***** Given records

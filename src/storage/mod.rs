//! Local persistence of run output
//!
//! Only images are written to disk; the JSON report is written by the
//! binary.

pub mod images;

pub use images::{extension_for, ImageDownloader};
//! One session, end to end
//!
//! provision → navigate → collect → extract + translate each item →
//! report status → quit. The handle is released on every path after
//! provisioning, including a panic inside the session steps.

use futures::FutureExt;
use std::any::Any;
use std::panic::AssertUnwindSafe;
use std::sync::Arc;

use crate::collector::LinkCollector;
use crate::config::{Config, ExtractionPolicy};
use crate::error::Error;
use crate::models::{EnvironmentSpec, Item, NavigationPath, SessionResult, StepOutcome};
use crate::navigator::{Navigator, NavigatorConfig};
use crate::parser::ArticleExtractor;
use crate::session::{BrowserSession, SessionProvider, SessionStatus};
use crate::translate::{translate_title, Translator};

/// State accumulated while a session runs; survives a mid-session failure
#[derive(Debug, Default)]
struct Progress {
    items: Vec<Item>,
    consent: StepOutcome,
    navigation_path: Option<NavigationPath>,
}

/// Runs the per-session state machine against one environment
pub struct SessionRunner {
    provider: Arc<dyn SessionProvider>,
    translator: Option<Arc<dyn Translator>>,
    navigator: Navigator,
    collector: LinkCollector,
    extractor: ArticleExtractor,
    policy: ExtractionPolicy,
}

impl SessionRunner {
    pub fn new(
        config: &Config,
        provider: Arc<dyn SessionProvider>,
        translator: Option<Arc<dyn Translator>>,
    ) -> Self {
        Self {
            provider,
            translator,
            navigator: Navigator::new(NavigatorConfig::from_config(config)),
            collector: LinkCollector::from_config(config),
            extractor: ArticleExtractor::new(),
            policy: config.scrape.extraction_policy,
        }
    }

    /// Run one session; always produces exactly one result
    pub async fn run(&self, env: &EnvironmentSpec) -> SessionResult {
        let label = env.label.as_str();
        tracing::info!(label = %label, browser = %env.browser_name, "Starting session");

        let session = match self.provider.create_session(env).await {
            Ok(session) => session,
            Err(e) => {
                tracing::error!(label = %label, error = %e, "Session provisioning failed");
                return SessionResult::failed(label, Vec::new(), Error::from(e));
            }
        };
        tracing::debug!(label = %label, session_id = %session.id(), "Session provisioned");

        let mut progress = Progress::default();
        let outcome = AssertUnwindSafe(self.drive(session.as_ref(), &mut progress))
            .catch_unwind()
            .await
            .unwrap_or_else(|panic| Err(Error::other(panic_message(panic.as_ref()))));

        let (status, reason) = match &outcome {
            Ok(()) => (
                SessionStatus::Passed,
                format!("Scraped {} item(s)", progress.items.len()),
            ),
            Err(e) => (SessionStatus::Failed, e.to_string()),
        };

        if let Err(e) = session.set_status(status, &reason).await {
            tracing::warn!(label = %label, error = %e, "Failed to report session status");
        }
        if let Err(e) = session.quit().await {
            tracing::warn!(label = %label, error = %e, "Failed to quit session");
        }

        let mut result = match outcome {
            Ok(()) => {
                tracing::info!(label = %label, items = progress.items.len(), "Session passed");
                SessionResult::passed(label, progress.items)
            }
            Err(e) => {
                tracing::error!(label = %label, items = progress.items.len(), error = %e, "Session failed");
                SessionResult::failed(label, progress.items, e)
            }
        };
        result.consent = progress.consent;
        result.navigation_path = progress.navigation_path;
        result
    }

    async fn drive(&self, session: &dyn BrowserSession, progress: &mut Progress) -> Result<(), Error> {
        let navigation = self.navigator.run(session).await?;
        progress.consent = navigation.consent;
        progress.navigation_path = Some(navigation.path);

        let links = self.collector.collect(session).await?;
        tracing::info!(
            session_id = %session.id(),
            count = links.urls.len(),
            source = ?links.source,
            "Collected item links"
        );

        for url in &links.urls {
            let mut item = match self.extractor.extract_item(session, url).await {
                Ok(item) => item,
                Err(e) => match self.policy {
                    ExtractionPolicy::AbortSession => return Err(e.into()),
                    ExtractionPolicy::SkipItem => {
                        tracing::warn!(session_id = %session.id(), url = %url, error = %e, "Skipping item");
                        continue;
                    }
                },
            };

            let (translated, outcome) =
                translate_title(self.translator.as_deref(), item.title.as_deref()).await;
            item.translated_title = translated;
            item.translation = outcome;

            progress.items.push(item);
        }

        Ok(())
    }
}

/// Best-effort text of a panic payload
pub(crate) fn panic_message(payload: &(dyn Any + Send)) -> String {
    let detail = payload
        .downcast_ref::<&str>()
        .map(|s| (*s).to_string())
        .or_else(|| payload.downcast_ref::<String>().cloned())
        .unwrap_or_else(|| String::from("unknown panic"));
    format!("session panicked: {detail}")
}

**********

> What the exercise asks
Return all the lines shown above, precisely as they stand.

> Output of the task
filename src/storage/mod.rs
//! Local persistence of run output
//!
//! Only images are written to disk; the JSON report is written by the
//! binary.

pub mod images;

pub use images::{extension_for, ImageDownloader};
//! One session, end to end
//!
//! provision → navigate → collect → extract + translate each item →
//! report status → quit. The handle is released on every path after
//! provisioning, including a panic inside the session steps.

use futures::FutureExt;
use std::any::Any;
use std::panic::AssertUnwindSafe;
use std::sync::Arc;

use crate::collector::LinkCollector;
use crate::config::{Config, ExtractionPolicy};
use crate::error::Error;
use crate::models::{EnvironmentSpec, Item, NavigationPath, SessionResult, StepOutcome};
use crate::navigator::{Navigator, NavigatorConfig};
use crate::parser::ArticleExtractor;
use crate::session::{BrowserSession, SessionProvider, SessionStatus};
use crate::translate::{translate_title, Translator};

/// State accumulated while a session runs; survives a mid-session failure
#[derive(Debug, Default)]
struct Progress {
    items: Vec<Item>,
    consent: StepOutcome,
    navigation_path: Option<NavigationPath>,
}

/// Runs the per-session state machine against one environment
pub struct SessionRunner {
    provider: Arc<dyn SessionProvider>,
    translator: Option<Arc<dyn Translator>>,
    navigator: Navigator,
    collector: LinkCollector,
    extractor: ArticleExtractor,
    policy: ExtractionPolicy,
}

impl SessionRunner {
    pub fn new(
        config: &Config,
        provider: Arc<dyn SessionProvider>,
        translator: Option<Arc<dyn Translator>>,
    ) -> Self {
        Self {
            provider,
            translator,
            navigator: Navigator::new(NavigatorConfig::from_config(config)),
            collector: LinkCollector::from_config(config),
            extractor: ArticleExtractor::new(),
            policy: config.scrape.extraction_policy,
        }
    }

    /// Run one session; always produces exactly one result
    pub async fn run(&self, env: &EnvironmentSpec) -> SessionResult {
        let label = env.label.as_str();
        tracing::info!(label = %label, browser = %env.browser_name, "Starting session");

        let session = match self.provider.create_session(env).await {
            Ok(session) => session,
            Err(e) => {
                tracing::error!(label = %label, error = %e, "Session provisioning failed");
                return SessionResult::failed(label, Vec::new(), Error::from(e));
            }
        };
        tracing::debug!(label = %label, session_id = %session.id(), "Session provisioned");

        let mut progress = Progress::default();
        let outcome = AssertUnwindSafe(self.drive(session.as_ref(), &mut progress))
            .catch_unwind()
            .await
            .unwrap_or_else(|panic| Err(Error::other(panic_message(panic.as_ref()))));

        let (status, reason) = match &outcome {
            Ok(()) => (
                SessionStatus::Passed,
                format!("Scraped {} item(s)", progress.items.len()),
            ),
            Err(e) => (SessionStatus::Failed, e.to_string()),
        };

        if let Err(e) = session.set_status(status, &reason).await {
            tracing::warn!(label = %label, error = %e, "Failed to report session status");
        }
        if let Err(e) = session.quit().await {
            tracing::warn!(label = %label, error = %e, "Failed to quit session");
        }

        let mut result = match outcome {
            Ok(()) => {
                tracing::info!(label = %label, items = progress.items.len(), "Session passed");
                SessionResult::passed(label, progress.items)
            }
            Err(e) => {
                tracing::error!(label = %label, items = progress.items.len(), error = %e, "Session failed");
                SessionResult::failed(label, progress.items, e)
            }
        };
        result.consent = progress.consent;
        result.navigation_path = progress.navigation_path;
        result
    }

    async fn drive(&self, session: &dyn BrowserSession, progress: &mut Progress) -> Result<(), Error> {
        let navigation = self.navigator.run(session).await?;
        progress.consent = navigation.consent;
        progress.navigation_path = Some(navigation.path);

        let links = self.collector.collect(session).await?;
        tracing::info!(
            session_id = %session.id(),
            count = links.urls.len(),
            source = ?links.source,
            "Collected item links"
        );

        for url in &links.urls {
            let mut item = match self.extractor.extract_item(session, url).await {
                Ok(item) => item,
                Err(e) => match self.policy {
                    ExtractionPolicy::AbortSession => return Err(e.into()),
                    ExtractionPolicy::SkipItem => {
                        tracing::warn!(session_id = %session.id(), url = %url, error = %e, "Skipping item");
                        continue;
                    }
                },
            };

            let (translated, outcome) =
                translate_title(self.translator.as_deref(), item.title.as_deref()).await;
            item.translated_title = translated;
            item.translation = outcome;

            progress.items.push(item);
        }

        Ok(())
    }
}

/// Best-effort text of a panic payload
pub(crate) fn panic_message(payload: &(dyn Any + Send)) -> String {
    let detail = payload
        .downcast_ref::<&str>()
        .map(|s| (*s).to_string())
        .or_else(|| payload.downcast_ref::<String>().cloned())
        .unwrap_or_else(|| String::from("unknown panic"));
    format!("session panicked: {detail}")
}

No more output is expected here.